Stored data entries

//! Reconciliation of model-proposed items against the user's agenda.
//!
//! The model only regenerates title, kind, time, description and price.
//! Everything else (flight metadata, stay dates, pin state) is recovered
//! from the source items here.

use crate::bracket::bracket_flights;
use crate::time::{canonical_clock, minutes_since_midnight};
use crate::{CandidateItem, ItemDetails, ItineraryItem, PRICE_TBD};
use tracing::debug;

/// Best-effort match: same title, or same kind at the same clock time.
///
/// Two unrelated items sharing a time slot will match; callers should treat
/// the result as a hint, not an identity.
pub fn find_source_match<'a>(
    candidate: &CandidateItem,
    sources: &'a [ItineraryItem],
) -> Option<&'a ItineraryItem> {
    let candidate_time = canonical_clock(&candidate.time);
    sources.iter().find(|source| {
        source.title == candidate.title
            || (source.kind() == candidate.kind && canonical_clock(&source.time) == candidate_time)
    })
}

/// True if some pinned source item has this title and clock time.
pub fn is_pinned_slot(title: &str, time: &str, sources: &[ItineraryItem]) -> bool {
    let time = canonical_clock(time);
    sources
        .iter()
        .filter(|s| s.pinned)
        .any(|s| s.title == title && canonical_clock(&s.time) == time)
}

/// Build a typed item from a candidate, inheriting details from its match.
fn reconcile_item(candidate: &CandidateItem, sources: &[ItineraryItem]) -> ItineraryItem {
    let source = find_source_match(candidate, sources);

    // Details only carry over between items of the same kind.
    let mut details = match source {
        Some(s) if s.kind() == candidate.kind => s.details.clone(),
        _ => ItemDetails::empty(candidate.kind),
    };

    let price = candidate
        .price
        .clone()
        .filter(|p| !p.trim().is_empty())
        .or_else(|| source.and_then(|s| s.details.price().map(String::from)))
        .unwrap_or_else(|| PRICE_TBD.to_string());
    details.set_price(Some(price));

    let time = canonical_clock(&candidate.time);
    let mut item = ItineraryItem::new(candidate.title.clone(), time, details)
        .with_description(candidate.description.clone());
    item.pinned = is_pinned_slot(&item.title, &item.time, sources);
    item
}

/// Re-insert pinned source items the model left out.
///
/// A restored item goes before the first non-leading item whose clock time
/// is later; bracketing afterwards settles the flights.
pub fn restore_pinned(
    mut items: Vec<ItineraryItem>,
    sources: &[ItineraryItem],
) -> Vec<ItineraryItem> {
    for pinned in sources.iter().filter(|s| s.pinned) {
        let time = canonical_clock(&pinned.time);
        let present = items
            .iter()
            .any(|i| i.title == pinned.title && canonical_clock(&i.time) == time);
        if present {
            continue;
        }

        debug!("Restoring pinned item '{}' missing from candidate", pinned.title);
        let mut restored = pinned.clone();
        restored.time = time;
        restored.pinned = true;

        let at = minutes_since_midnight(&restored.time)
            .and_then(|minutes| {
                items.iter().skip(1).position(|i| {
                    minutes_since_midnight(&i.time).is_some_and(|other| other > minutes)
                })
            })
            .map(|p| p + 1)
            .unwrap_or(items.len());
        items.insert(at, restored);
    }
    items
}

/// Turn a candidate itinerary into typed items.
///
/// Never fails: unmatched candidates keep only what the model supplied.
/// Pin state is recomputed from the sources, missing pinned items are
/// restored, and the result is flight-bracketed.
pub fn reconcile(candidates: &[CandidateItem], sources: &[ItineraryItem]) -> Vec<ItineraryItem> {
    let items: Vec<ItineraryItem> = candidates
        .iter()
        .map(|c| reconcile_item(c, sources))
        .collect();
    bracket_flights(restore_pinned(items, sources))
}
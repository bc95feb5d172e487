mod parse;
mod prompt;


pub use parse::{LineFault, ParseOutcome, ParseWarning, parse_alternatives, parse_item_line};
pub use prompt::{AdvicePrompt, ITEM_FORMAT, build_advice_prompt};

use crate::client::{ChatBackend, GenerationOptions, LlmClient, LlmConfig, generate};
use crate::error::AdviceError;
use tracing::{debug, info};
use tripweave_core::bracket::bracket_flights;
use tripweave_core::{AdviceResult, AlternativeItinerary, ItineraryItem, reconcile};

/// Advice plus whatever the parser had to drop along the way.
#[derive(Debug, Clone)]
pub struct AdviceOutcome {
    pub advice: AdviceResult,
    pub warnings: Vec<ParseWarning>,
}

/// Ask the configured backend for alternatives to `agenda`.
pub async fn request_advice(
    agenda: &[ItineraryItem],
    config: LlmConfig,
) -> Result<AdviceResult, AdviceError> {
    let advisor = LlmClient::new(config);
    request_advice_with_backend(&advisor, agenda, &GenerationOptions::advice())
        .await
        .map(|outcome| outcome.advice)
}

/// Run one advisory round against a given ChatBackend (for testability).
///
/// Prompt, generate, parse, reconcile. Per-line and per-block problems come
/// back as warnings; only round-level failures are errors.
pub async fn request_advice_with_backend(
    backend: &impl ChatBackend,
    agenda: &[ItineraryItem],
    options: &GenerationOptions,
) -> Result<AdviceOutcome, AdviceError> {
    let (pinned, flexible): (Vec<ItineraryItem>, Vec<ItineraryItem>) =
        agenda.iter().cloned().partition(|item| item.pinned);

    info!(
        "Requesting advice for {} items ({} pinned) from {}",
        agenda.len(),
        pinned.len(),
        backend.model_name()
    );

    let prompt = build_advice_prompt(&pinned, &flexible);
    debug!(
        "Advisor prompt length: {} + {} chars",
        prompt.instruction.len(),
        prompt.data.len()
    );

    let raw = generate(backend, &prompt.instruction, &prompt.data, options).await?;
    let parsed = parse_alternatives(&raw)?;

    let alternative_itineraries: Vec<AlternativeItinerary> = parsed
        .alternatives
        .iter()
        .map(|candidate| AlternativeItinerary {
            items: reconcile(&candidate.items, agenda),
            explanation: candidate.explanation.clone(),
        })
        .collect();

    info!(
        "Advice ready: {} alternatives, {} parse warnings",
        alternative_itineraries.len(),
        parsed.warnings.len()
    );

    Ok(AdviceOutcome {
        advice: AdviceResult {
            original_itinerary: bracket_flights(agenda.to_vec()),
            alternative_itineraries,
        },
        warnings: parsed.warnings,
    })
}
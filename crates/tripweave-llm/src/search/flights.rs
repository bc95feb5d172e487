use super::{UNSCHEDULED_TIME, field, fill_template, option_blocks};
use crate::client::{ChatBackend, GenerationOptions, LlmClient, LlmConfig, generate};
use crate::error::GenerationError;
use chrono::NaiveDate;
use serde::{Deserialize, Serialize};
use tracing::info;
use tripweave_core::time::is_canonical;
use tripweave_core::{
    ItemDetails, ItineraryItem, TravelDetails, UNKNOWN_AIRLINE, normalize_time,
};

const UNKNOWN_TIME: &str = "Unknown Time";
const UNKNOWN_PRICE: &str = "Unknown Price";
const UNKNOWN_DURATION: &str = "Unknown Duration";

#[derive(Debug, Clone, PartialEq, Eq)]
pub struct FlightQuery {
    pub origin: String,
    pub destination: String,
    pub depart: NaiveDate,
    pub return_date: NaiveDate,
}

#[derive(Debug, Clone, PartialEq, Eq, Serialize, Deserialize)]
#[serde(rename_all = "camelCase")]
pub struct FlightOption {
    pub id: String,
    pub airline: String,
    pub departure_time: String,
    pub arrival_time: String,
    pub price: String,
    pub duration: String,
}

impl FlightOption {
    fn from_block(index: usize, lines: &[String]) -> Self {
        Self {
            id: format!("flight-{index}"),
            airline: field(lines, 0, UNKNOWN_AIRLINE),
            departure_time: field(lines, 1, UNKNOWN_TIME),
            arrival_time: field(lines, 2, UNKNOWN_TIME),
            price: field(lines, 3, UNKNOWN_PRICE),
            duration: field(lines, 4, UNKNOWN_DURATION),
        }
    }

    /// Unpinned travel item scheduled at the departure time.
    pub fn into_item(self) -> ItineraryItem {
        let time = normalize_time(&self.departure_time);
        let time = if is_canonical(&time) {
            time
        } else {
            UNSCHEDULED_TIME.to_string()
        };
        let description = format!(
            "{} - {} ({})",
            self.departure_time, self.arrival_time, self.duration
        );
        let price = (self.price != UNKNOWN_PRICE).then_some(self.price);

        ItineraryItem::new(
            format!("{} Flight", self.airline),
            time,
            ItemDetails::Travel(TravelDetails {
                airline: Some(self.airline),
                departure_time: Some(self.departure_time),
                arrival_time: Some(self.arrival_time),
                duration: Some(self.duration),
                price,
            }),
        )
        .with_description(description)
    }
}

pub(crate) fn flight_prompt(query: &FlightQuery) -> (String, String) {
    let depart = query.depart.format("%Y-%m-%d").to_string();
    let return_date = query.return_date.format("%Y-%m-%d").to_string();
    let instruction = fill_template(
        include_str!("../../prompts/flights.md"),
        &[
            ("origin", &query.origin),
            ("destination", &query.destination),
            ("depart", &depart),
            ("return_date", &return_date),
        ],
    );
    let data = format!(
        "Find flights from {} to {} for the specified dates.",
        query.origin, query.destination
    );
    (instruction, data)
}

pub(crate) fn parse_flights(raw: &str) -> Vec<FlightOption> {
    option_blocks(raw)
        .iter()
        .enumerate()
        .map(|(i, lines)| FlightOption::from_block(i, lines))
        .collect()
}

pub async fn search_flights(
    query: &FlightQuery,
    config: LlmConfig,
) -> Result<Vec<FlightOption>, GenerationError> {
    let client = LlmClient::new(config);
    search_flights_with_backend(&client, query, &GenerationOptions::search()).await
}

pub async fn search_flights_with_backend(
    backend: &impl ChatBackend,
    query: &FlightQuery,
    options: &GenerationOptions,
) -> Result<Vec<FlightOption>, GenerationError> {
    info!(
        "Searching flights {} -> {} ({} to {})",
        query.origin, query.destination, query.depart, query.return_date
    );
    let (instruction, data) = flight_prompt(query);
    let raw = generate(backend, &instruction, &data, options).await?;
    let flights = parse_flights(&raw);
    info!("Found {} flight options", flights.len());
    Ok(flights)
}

## WHAT THE TASK REQUIRES
Transcribe the lines above between the line holding "let present = items" and the line holding "the model supplied.", inclusive, exactly as they stand and with nothing added.

## EXERCISE OUTPUT
        let present = items
            .iter()
            .any(|i| i.title == pinned.title && canonical_clock(&i.time) == time);
        if present {
            continue;
        }

        debug!("Restoring pinned item '{}' missing from candidate", pinned.title);
        let mut restored = pinned.clone();
        restored.time = time;
        restored.pinned = true;

        let at = minutes_since_midnight(&restored.time)
            .and_then(|minutes| {
                items.iter().skip(1).position(|i| {
                    minutes_since_midnight(&i.time).is_some_and(|other| other > minutes)
                })
            })
            .map(|p| p + 1)
            .unwrap_or(items.len());
        items.insert(at, restored);
    }
    items
}

/// Turn a candidate itinerary into typed items.
///
/// Never fails: unmatched candidates keep only what the model supplied.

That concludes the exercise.